• Exercise brief
The string "above" may appear in lines of the listing. Report each line where it does.

[[ Input, beginning ]]

use uom::si::{
    amount_of_substance::mole,
    f64::{AmountOfSubstance, Pressure, ThermodynamicTemperature, Volume},
    pressure::pascal,
    thermodynamic_temperature::kelvin,
    volume::cubic_meter,
};

use crate::support::{
    constants::MOLAR_GAS_CONSTANT,
    constraint::{Constrained, StrictlyPositive},
};

type Positive<T> = Constrained<T, StrictlyPositive>;

/// The three quantities the user gave.
///
/// Temperatures are already known to lie above absolute zero.
#[derive(Debug, Clone, Copy, PartialEq)]
pub enum Known {
    /// Solve for pressure.
    VolumeAmountTemperature {
        volume: Positive<Volume>,
        amount: Positive<AmountOfSubstance>,
        temperature: ThermodynamicTemperature,
    },
    /// Solve for volume.
    PressureAmountTemperature {
        pressure: Positive<Pressure>,
        amount: Positive<AmountOfSubstance>,
        temperature: ThermodynamicTemperature,
    },
    /// Solve for amount of substance.
    PressureVolumeTemperature {
        pressure: Positive<Pressure>,
        volume: Positive<Volume>,
        temperature: ThermodynamicTemperature,
    },
    /// Solve for temperature.
    PressureVolumeAmount {
        pressure: Positive<Pressure>,
        volume: Positive<Volume>,
        amount: Positive<AmountOfSubstance>,
    },
}

/// A gas sample satisfying `PV = nRT`.
#[derive(Debug, Clone, Copy, PartialEq)]
pub struct Sample {
    pub pressure: Pressure,
    pub volume: Volume,
    pub amount: AmountOfSubstance,
    pub temperature: ThermodynamicTemperature,
}

impl Sample {
    /// `PV - nRT` in joules; zero for a consistent sample.
    #[must_use]
    pub fn residual(&self) -> f64 {
        self.pressure.get::<pascal>() * self.volume.get::<cubic_meter>()
            - self.amount.get::<mole>() * MOLAR_GAS_CONSTANT * self.temperature.get::<kelvin>()
    }
}

/// Solves `PV = nRT` for the quantity missing from `known`.
#[must_use]
pub fn solve(known: Known) -> Sample {
    let r = MOLAR_GAS_CONSTANT;
    match known {
        Known::VolumeAmountTemperature {
            volume,
            amount,
            temperature,
        } => {
            let (v, n) = (volume.into_inner(), amount.into_inner());
            let p = n.get::<mole>() * r * temperature.get::<kelvin>() / v.get::<cubic_meter>();
            Sample {
                pressure: Pressure::new::<pascal>(p),
                volume: v,
                amount: n,
                temperature,
            }
        }
        Known::PressureAmountTemperature {
            pressure,
            amount,
            temperature,
        } => {
            let (p, n) = (pressure.into_inner(), amount.into_inner());
            let v = n.get::<mole>() * r * temperature.get::<kelvin>() / p.get::<pascal>();
            Sample {
                pressure: p,
                volume: Volume::new::<cubic_meter>(v),
                amount: n,
                temperature,
            }
        }
        Known::PressureVolumeTemperature {
            pressure,
            volume,
            temperature,
        } => {
            let (p, v) = (pressure.into_inner(), volume.into_inner());
            let n = p.get::<pascal>() * v.get::<cubic_meter>() / (r * temperature.get::<kelvin>());
            Sample {
                pressure: p,
                volume: v,
                amount: AmountOfSubstance::new::<mole>(n),
                temperature,
            }
        }
        Known::PressureVolumeAmount {
            pressure,
            volume,
            amount,
        } => {
            let (p, v, n) = (pressure.into_inner(), volume.into_inner(), amount.into_inner());
            let t = p.get::<pascal>() * v.get::<cubic_meter>() / (n.get::<mole>() * r);
            Sample {
                pressure: p,
                volume: v,
                amount: n,
                temperature: ThermodynamicTemperature::new::<kelvin>(t),
            }
        }
    }
}
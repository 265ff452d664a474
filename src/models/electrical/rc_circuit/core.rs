use std::f64::consts::PI;

use uom::si::{
    angle::radian,
    f64::{
        Angle, Capacitance, ElectricPotential, ElectricalResistance, Frequency, Time,
    },
    ratio::ratio,
};

use crate::support::constraint::{Constrained, NonNegative, StrictlyPositive};

/// A series resistor-capacitor pair.
#[derive(Debug, Clone, Copy, PartialEq)]
pub struct RcCircuit {
    resistance: ElectricalResistance,
    capacitance: Capacitance,
}

/// Capacitor state partway through charging from a DC supply.
#[derive(Debug, Clone, Copy, PartialEq)]
pub struct Charging {
    pub voltage: ElectricPotential,
    /// `1 - e^(-t/τ)`, between 0 and 1.
    pub fraction: f64,
    /// Time to 63.2 % charge, one time constant.
    pub time_to_63: Time,
    /// Time to 95 % charge, three time constants.
    pub time_to_95: Time,
}

/// AC impedance of the series pair at one frequency.
#[derive(Debug, Clone, Copy, PartialEq)]
pub struct Impedance {
    pub reactance: ElectricalResistance,
    pub magnitude: ElectricalResistance,
    /// Negative: current leads voltage.
    pub phase: Angle,
}

impl RcCircuit {
    #[must_use]
    pub fn new(
        resistance: Constrained<ElectricalResistance, StrictlyPositive>,
        capacitance: Constrained<Capacitance, StrictlyPositive>,
    ) -> Self {
        Self {
            resistance: resistance.into_inner(),
            capacitance: capacitance.into_inner(),
        }
    }

    #[must_use]
    pub fn resistance(&self) -> ElectricalResistance {
        self.resistance
    }

    #[must_use]
    pub fn capacitance(&self) -> Capacitance {
        self.capacitance
    }

    /// `τ = RC`
    #[must_use]
    pub fn time_constant(&self) -> Time {
        self.resistance * self.capacitance
    }

    /// `V(t) = V₀(1 - e^(-t/τ))`
    #[must_use]
    pub fn charge(
        &self,
        supply: Constrained<ElectricPotential, NonNegative>,
        time: Constrained<Time, NonNegative>,
    ) -> Charging {
        let tau = self.time_constant();
        let fraction = 1.0 - (-(time.into_inner() / tau).get::<ratio>()).exp();
        Charging {
            voltage: supply.into_inner() * fraction,
            fraction,
            time_to_63: tau,
            time_to_95: tau * 3.0,
        }
    }

    /// `f_c = 1 / 2πRC`
    #[must_use]
    pub fn cutoff_frequency(&self) -> Frequency {
        (self.time_constant() * (2.0 * PI)).recip()
    }

    /// `X_c = 1 / 2πfC`, `Z = √(R² + X_c²)`, `φ = atan(-X_c / R)`
    #[must_use]
    pub fn impedance(&self, frequency: Constrained<Frequency, StrictlyPositive>) -> Impedance {
        let r = self.resistance;
        let xc = (frequency.into_inner() * self.capacitance * (2.0 * PI)).recip();
        Impedance {
            reactance: xc,
            magnitude: (r * r + xc * xc).sqrt(),
            phase: Angle::new::<radian>((-(xc / r).get::<ratio>()).atan()),
        }
    }
}

#[cfg(test)]
mod tests {
    use super::*;

    use approx::assert_relative_eq;
    use uom::si::{
        angle::degree, capacitance::microfarad, electric_potential::volt,
        electrical_resistance::{kiloohm, ohm}, frequency::hertz, time::{millisecond, second},
    };

    fn circuit(kohm: f64, uf: f64) -> RcCircuit {
        RcCircuit::new(
            StrictlyPositive::new(ElectricalResistance::new::<kiloohm>(kohm)).unwrap(),
            StrictlyPositive::new(Capacitance::new::<microfarad>(uf)).unwrap(),
        )
    }

    #[test]
    fn time_constant() {
        assert_relative_eq!(
            circuit(10.0, 100.0).time_constant().get::<second>(),
            1.0,
            max_relative = 1e-12
        );
        assert_relative_eq!(
            circuit(1.0, 1.0).time_constant().get::<millisecond>(),
            1.0,
            max_relative = 1e-12
        );
    }

    #[test]
    fn charging_after_one_tau() {
        let rc = circuit(10.0, 100.0);
        let state = rc.charge(
            NonNegative::new(ElectricPotential::new::<volt>(12.0)).unwrap(),
            NonNegative::new(Time::new::<second>(1.0)).unwrap(),
        );
        assert_relative_eq!(state.fraction, 0.632_120_558_828_557_7, epsilon = 1e-12);
        assert_relative_eq!(state.voltage.get::<volt>(), 12.0 * 0.632_120_558_828_557_7, epsilon = 1e-12);
        assert_relative_eq!(state.time_to_95.get::<second>(), 3.0, max_relative = 1e-12);

        let start = rc.charge(NonNegative::new(ElectricPotential::new::<volt>(12.0)).unwrap(), NonNegative::zero());
        assert_relative_eq!(start.voltage.get::<volt>(), 0.0);
    }

    #[test]
    fn impedance_at_cutoff() {
        let rc = circuit(1.0, 1.0);
        let fc = rc.cutoff_frequency();
        assert_relative_eq!(fc.get::<hertz>(), 159.154_943_091_895_35, max_relative = 1e-12);

        // At the cutoff frequency the reactance equals the resistance.
        let z = rc.impedance(StrictlyPositive::new(fc).unwrap());
        assert_relative_eq!(z.reactance.get::<ohm>(), 1000.0, max_relative = 1e-12);
        assert_relative_eq!(z.magnitude.get::<ohm>(), 1000.0 * 2f64.sqrt(), max_relative = 1e-12);
        assert_relative_eq!(z.phase.get::<degree>(), -45.0, max_relative = 1e-12);
    }
}
use uom::si::{
    f64::{TemperatureInterval, ThermodynamicTemperature},
    temperature_interval::kelvin as delta_kelvin,
    thermodynamic_temperature::kelvin as abs_kelvin,
};

/// Subtraction of absolute temperatures.
///
/// `uom` gives `ThermodynamicTemperature - ThermodynamicTemperature` the
/// type of an absolute temperature, which misreports the result when shown
/// in °C or °F. [`minus`](Self::minus) returns a [`TemperatureInterval`]
/// instead, so a change from 20 °C to 30 °C reads as 10 °C and not 283.15 °C.
///
/// See [uom#380](https://github.com/iliekturtles/uom/issues/380).
pub trait TemperatureDifference {
    /// Returns the temperature change `self - other`.
    fn minus(self, other: Self) -> TemperatureInterval;
}

impl TemperatureDifference for ThermodynamicTemperature {
    fn minus(self, other: Self) -> TemperatureInterval {
        TemperatureInterval::new::<delta_kelvin>(
            self.get::<abs_kelvin>() - other.get::<abs_kelvin>(),
        )
    }
}

#[cfg(test)]
mod tests {
    use super::*;

    use approx::assert_relative_eq;
    use uom::si::{
        temperature_interval::{degree_celsius as delta_celsius, degree_fahrenheit as delta_fahrenheit},
        thermodynamic_temperature::{degree_celsius, degree_fahrenheit},
    };

    #[test]
    fn heating_a_gas_sample() {
        let before = ThermodynamicTemperature::new::<degree_celsius>(20.0);
        let after = ThermodynamicTemperature::new::<degree_celsius>(30.0);

        assert_relative_eq!(after.minus(before).get::<delta_celsius>(), 10.0, epsilon = 1e-12);
        assert_relative_eq!(before.minus(after).get::<delta_kelvin>(), -10.0, epsilon = 1e-12);
        assert_relative_eq!(after.minus(before).get::<delta_fahrenheit>(), 18.0, epsilon = 1e-9);
    }

    #[test]
    fn mixed_scales() {
        let body_c = ThermodynamicTemperature::new::<degree_celsius>(37.0);
        let body_f = ThermodynamicTemperature::new::<degree_fahrenheit>(98.6);
        assert_relative_eq!(body_f.minus(body_c).get::<delta_kelvin>(), 0.0, epsilon = 1e-9);
    }
}
//! Utilities shared by the calculators.
//!
//! - [`constraint`]: numeric invariants checked at construction.
//! - [`input`]: parsing of text fields and unit selectors.
//! - [`units`]: display-unit tables and [`uom`] extensions.
//! - [`format`]: number formatting presets.
//! - [`recipe`]: formatted readings and worked steps.
//! - [`constants`]: physical constants.

pub mod constants;
pub mod constraint;
pub mod format;
pub mod input;
pub mod recipe;
pub mod units;
use std::f64::consts::PI;

use thiserror::Error;
use uom::si::{
    angle::radian,
    f64::{Acceleration, Angle, Length, Time, Velocity},
};

use crate::support::constraint::{Constrained, StrictlyPositive};

/// Launch angle outside `[0, π]`.
#[derive(Debug, Clone, Copy, PartialEq, Error)]
#[error("launch angle must be between 0° and 180° (got {radians} rad)")]
pub struct AngleOutOfRange {
    pub radians: f64,
}

/// Slack allowed at the ends of the angle range for rounding in unit conversion.
const ANGLE_SLACK: f64 = 1e-12;

/// A launch over level ground.
#[derive(Debug, Clone, Copy, PartialEq)]
pub struct Launch {
    speed: Velocity,
    angle: Angle,
    gravity: Acceleration,
}

/// Where and when a projectile lands.
#[derive(Debug, Clone, Copy, PartialEq)]
pub struct Trajectory {
    pub range: Length,
    pub max_height: Length,
    pub time_of_flight: Time,
    pub horizontal_velocity: Velocity,
    pub initial_vertical_velocity: Velocity,
}

impl Launch {
    /// # Errors
    ///
    /// Returns [`AngleOutOfRange`] when the angle is below 0 or above π.
    pub fn new(
        speed: Constrained<Velocity, StrictlyPositive>,
        angle: Angle,
        gravity: Constrained<Acceleration, StrictlyPositive>,
    ) -> Result<Self, AngleOutOfRange> {
        let radians = angle.get::<radian>();
        if !(-ANGLE_SLACK..=PI + ANGLE_SLACK).contains(&radians) {
            return Err(AngleOutOfRange { radians });
        }
        Ok(Self {
            speed: speed.into_inner(),
            angle,
            gravity: gravity.into_inner(),
        })
    }

    #[must_use]
    pub fn trajectory(&self) -> Trajectory {
        let theta = self.angle.get::<radian>();
        let (sin, cos) = theta.sin_cos();
        let v0 = self.speed;
        let g = self.gravity;

        Trajectory {
            range: v0 * v0 / g * (2.0 * theta).sin(),
            max_height: v0 * v0 / (g * 2.0) * (sin * sin),
            time_of_flight: v0 / g * (2.0 * sin),
            horizontal_velocity: v0 * cos,
            initial_vertical_velocity: v0 * sin,
        }
    }
}

#[cfg(test)]
mod tests {
    use super::*;

    use approx::assert_relative_eq;
    use uom::si::{
        acceleration::meter_per_second_squared, angle::degree, length::meter, time::second,
        velocity::meter_per_second,
    };

    fn launch(speed: f64, degrees: f64) -> Result<Launch, AngleOutOfRange> {
        Launch::new(
            StrictlyPositive::new(Velocity::new::<meter_per_second>(speed)).unwrap(),
            Angle::new::<degree>(degrees),
            StrictlyPositive::new(Acceleration::new::<meter_per_second_squared>(9.81)).unwrap(),
        )
    }

    #[test]
    fn forty_five_degrees_maximizes_range() {
        let best = launch(20.0, 45.0).unwrap().trajectory();
        assert_relative_eq!(best.range.get::<meter>(), 400.0 / 9.81, max_relative = 1e-12);
        assert_relative_eq!(best.max_height.get::<meter>(), 100.0 / 9.81, max_relative = 1e-12);

        for degrees in [15.0, 30.0, 60.0, 75.0] {
            assert!(launch(20.0, degrees).unwrap().trajectory().range < best.range);
        }
    }

    #[test]
    fn complementary_angles_share_range() {
        let low = launch(30.0, 30.0).unwrap().trajectory();
        let high = launch(30.0, 60.0).unwrap().trajectory();
        assert_relative_eq!(low.range.get::<meter>(), high.range.get::<meter>(), max_relative = 1e-12);
        assert!(high.time_of_flight > low.time_of_flight);
    }

    #[test]
    fn vertical_launch() {
        let up = launch(9.81, 90.0).unwrap().trajectory();
        assert_relative_eq!(up.time_of_flight.get::<second>(), 2.0, epsilon = 1e-12);
        assert_relative_eq!(up.range.get::<meter>(), 0.0, epsilon = 1e-12);
        assert_relative_eq!(up.horizontal_velocity.get::<meter_per_second>(), 0.0, epsilon = 1e-12);
    }

    #[test]
    fn angle_range() {
        assert!(launch(10.0, 0.0).is_ok());
        assert!(launch(10.0, 180.0).is_ok());
        assert!(launch(10.0, -5.0).is_err());
        assert!(launch(10.0, 190.0).is_err());
    }
}
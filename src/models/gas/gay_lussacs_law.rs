//! Gay-Lussac's law, `P₁ / T₁ = P₂ / T₂` at constant volume.

mod core;

pub use self::core::{Isochoric, Known};

use thiserror::Error;
use twine_core::Model;
use uom::si::{pressure::pascal, thermodynamic_temperature::kelvin};

use crate::support::{
    constraint::StrictlyPositive,
    format::NumberFormat,
    input::{Field, InputError},
    recipe::{Reading, Recipe},
    units::{PressureUnit, TemperatureUnit},
};

/// Gay-Lussac's law calculator. Leave exactly one field blank.
#[derive(Debug, Clone, Copy)]
pub struct GayLussacsLaw {
    pub format: NumberFormat,
}

impl Default for GayLussacsLaw {
    fn default() -> Self {
        Self {
            format: NumberFormat::STATE,
        }
    }
}

#[derive(Debug, Clone, PartialEq, Eq)]
pub struct GayLussacForm {
    pub p1: Field<PressureUnit>,
    pub t1: Field<TemperatureUnit>,
    pub p2: Field<PressureUnit>,
    pub t2: Field<TemperatureUnit>,
}

#[derive(Debug, Clone, PartialEq)]
pub struct GayLussacOutput {
    pub gas: Isochoric,
    pub result: Reading,
    pub steps: Recipe,
}

#[derive(Debug, Clone, PartialEq, Error)]
pub enum GayLussacError {
    #[error(transparent)]
    Input(#[from] InputError),
}

impl Model for GayLussacsLaw {
    type Input = GayLussacForm;
    type Output = GayLussacOutput;
    type Error = GayLussacError;

    fn call(&self, input: &Self::Input) -> Result<Self::Output, Self::Error> {
        let fmt = &self.format;

        let p1 = input.p1.constrained::<StrictlyPositive>("P1")?;
        let t1 = input.t1.absolute("T1")?;
        let p2 = input.p2.constrained::<StrictlyPositive>("P2")?;
        let t2 = input.t2.absolute("T2")?;

        let mut steps = Recipe::new();
        steps.push("P₁ / T₁ = P₂ / T₂");

        let known = match (p1, t1, p2, t2) {
            (None, Some(t1), Some(p2), Some(t2)) => {
                steps.push("P₁ = P₂ × T₁ / T₂");
                Known::MissingP1 { t1, p2, t2 }
            }
            (Some(p1), None, Some(p2), Some(t2)) => {
                steps.push("T₁ = T₂ × P₁ / P₂");
                Known::MissingT1 { p1, p2, t2 }
            }
            (Some(p1), Some(t1), None, Some(t2)) => {
                steps.push("P₂ = P₁ × T₂ / T₁");
                Known::MissingP2 { p1, t1, t2 }
            }
            (Some(p1), Some(t1), Some(p2), None) => {
                steps.push("T₂ = T₁ × P₂ / P₁");
                Known::MissingT2 { p1, t1, p2 }
            }
            _ => {
                let filled = [p1.is_some(), t1.is_some(), p2.is_some(), t2.is_some()];
                tracing::debug!(?filled, "gay-lussac: wrong number of fields");
                return Err(InputError::field_count(3, &filled).into());
            }
        };

        let gas = self::core::solve(known);
        let [p1, t1, p2, t2] = [
            ("P₁", Reading::of(gas.p1, input.p1.unit, fmt)),
            ("T₁", Reading::of(gas.t1, input.t1.unit, fmt)),
            ("P₂", Reading::of(gas.p2, input.p2.unit, fmt)),
            ("T₂", Reading::of(gas.t2, input.t2.unit, fmt)),
        ];
        let (unknown, known_values) = match known {
            Known::MissingP1 { .. } => (p1, [t1, p2, t2]),
            Known::MissingT1 { .. } => (t1, [p1, p2, t2]),
            Known::MissingP2 { .. } => (p2, [p1, t1, t2]),
            Known::MissingT2 { .. } => (t2, [p1, t1, p2]),
        };
        let si = match known {
            Known::MissingP1 { .. } => Reading::new(gas.p1.get::<pascal>(), "Pa", fmt),
            Known::MissingT1 { .. } => Reading::new(gas.t1.get::<kelvin>(), "K", fmt),
            Known::MissingP2 { .. } => Reading::new(gas.p2.get::<pascal>(), "Pa", fmt),
            Known::MissingT2 { .. } => Reading::new(gas.t2.get::<kelvin>(), "K", fmt),
        };
        let known_values: Vec<String> = known_values
            .iter()
            .map(|(symbol, value)| format!("{symbol} = {value}"))
            .collect();
        steps.push(format!("Known: {}", known_values.join(", ")));
        let (symbol, result) = unknown;
        steps.push(format!("{symbol} = {result} ({si})"));
        steps.push(format!("P₂ / P₁ = T₂ / T₁ = {}", fmt.format(gas.ratio())));

        tracing::debug!(result = %result, ratio = gas.ratio(), "gay-lussac solved");

        Ok(GayLussacOutput { gas, result, steps })
    }
}
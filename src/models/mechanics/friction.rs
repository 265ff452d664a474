//! Sliding friction, `F = μN`.
//!
//! Exactly two of friction force, coefficient of friction and normal force
//! must be filled in; the third is computed.

mod core;

pub use self::core::{Contact, Known, ZeroCoefficient};

use thiserror::Error;
use twine_core::Model;

use crate::support::{
    constraint::{NonNegative, StrictlyPositive},
    format::NumberFormat,
    input::{self, Field, InputError},
    recipe::{Reading, Recipe},
    units::ForceUnit,
};

/// Friction calculator.
#[derive(Debug, Clone, Copy, Default)]
pub struct Friction {
    pub format: NumberFormat,
}

#[derive(Debug, Clone, PartialEq, Eq)]
pub struct FrictionForm {
    pub friction_force: Field<ForceUnit>,
    /// Dimensionless.
    pub coefficient: String,
    pub normal_force: Field<ForceUnit>,
}

#[derive(Debug, Clone, PartialEq)]
pub struct FrictionOutput {
    pub contact: Contact,
    pub friction_force: Reading,
    pub coefficient: Reading,
    pub normal_force: Reading,
    pub steps: Recipe,
}

#[derive(Debug, Clone, PartialEq, Error)]
pub enum FrictionError {
    #[error(transparent)]
    Input(#[from] InputError),

    #[error(transparent)]
    ZeroCoefficient(#[from] ZeroCoefficient),
}

impl Model for Friction {
    type Input = FrictionForm;
    type Output = FrictionOutput;
    type Error = FrictionError;

    fn call(&self, input: &Self::Input) -> Result<Self::Output, Self::Error> {
        let fmt = &self.format;

        let f = input
            .friction_force
            .constrained::<NonNegative>("friction force")?;
        let mu = input::number("coefficient", &input.coefficient)?
            .map(|mu| input::constrain::<NonNegative, _>("coefficient", mu))
            .transpose()?;
        let n = input
            .normal_force
            .constrained::<StrictlyPositive>("normal force")?;

        let mut steps = Recipe::new();
        let known = match (f, mu, n) {
            (Some(friction_force), None, Some(normal_force)) => {
                steps.push("μ = F / N");
                Known::ForceAndNormal {
                    friction_force,
                    normal_force,
                }
            }
            (None, Some(coefficient), Some(normal_force)) => {
                steps.push("F = μ × N");
                Known::CoefficientAndNormal {
                    coefficient,
                    normal_force,
                }
            }
            (Some(friction_force), Some(coefficient), None) => {
                steps.push("N = F / μ");
                Known::ForceAndCoefficient {
                    friction_force,
                    coefficient,
                }
            }
            _ => {
                let filled = [f.is_some(), mu.is_some(), n.is_some()];
                tracing::debug!(?filled, "friction: wrong number of fields");
                return Err(InputError::field_count(2, &filled).into());
            }
        };

        let contact = self::core::solve(known)?;

        let friction_force = Reading::of(contact.friction_force, input.friction_force.unit, fmt);
        let coefficient = Reading::plain(contact.coefficient, fmt);
        let normal_force = Reading::of(contact.normal_force, input.normal_force.unit, fmt);
        steps.push(format!(
            "{friction_force} = {coefficient} × {normal_force}"
        ));

        tracing::debug!(
            f_n = contact.friction_force.value,
            mu = contact.coefficient,
            n_n = contact.normal_force.value,
            "friction solved"
        );

        Ok(FrictionOutput {
            contact,
            friction_force,
            coefficient,
            normal_force,
            steps,
        })
    }
}

#[cfg(test)]
mod tests {
    use super::*;

    use approx::assert_relative_eq;

    fn form(f: &str, mu: &str, n: &str) -> FrictionForm {
        FrictionForm {
            friction_force: Field::new(f, ForceUnit::Newton),
            coefficient: mu.into(),
            normal_force: Field::new(n, ForceUnit::Newton),
        }
    }

    #[test]
    fn solves_missing_field() {
        let calc = Friction::default();

        let out = calc.call(&form("", "0.4", "250")).unwrap();
        assert_relative_eq!(out.friction_force.value, 100.0, epsilon = 1e-12);
        assert_eq!(out.steps.lines()[1], "100 N = 0.4 × 250 N");

        let out = calc.call(&form("100", "", "250")).unwrap();
        assert_relative_eq!(out.coefficient.value, 0.4, epsilon = 1e-15);

        let out = calc.call(&form("100", "0.4", "")).unwrap();
        assert_relative_eq!(out.normal_force.value, 250.0, epsilon = 1e-12);
    }

    #[test]
    fn mixed_units() {
        let input = FrictionForm {
            friction_force: Field::new("", ForceUnit::PoundForce),
            coefficient: "0.5".into(),
            normal_force: Field::new("1", ForceUnit::Kilonewton),
        };
        let out = Friction::default().call(&input).unwrap();
        assert_relative_eq!(out.friction_force.value, 500.0 / 4.448_22, max_relative = 1e-12);
        assert_eq!(out.friction_force.unit, "lb");
    }

    #[test]
    fn wrong_field_count() {
        assert_eq!(
            Friction::default().call(&form("1", "0.2", "5")),
            Err(FrictionError::Input(InputError::FieldCount {
                expected: 2,
                total: 3,
                filled: 3,
            }))
        );
        assert!(Friction::default().call(&form("", "", "5")).is_err());
    }

    #[test]
    fn zero_coefficient() {
        assert_eq!(
            Friction::default().call(&form("10", "0", "")),
            Err(FrictionError::ZeroCoefficient(ZeroCoefficient))
        );
    }
}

[[ Input, end ]]

• Result
/// Temperatures are already known to lie above absolute zero.
    /// Returns [`AngleOutOfRange`] when the angle is below 0 or above π.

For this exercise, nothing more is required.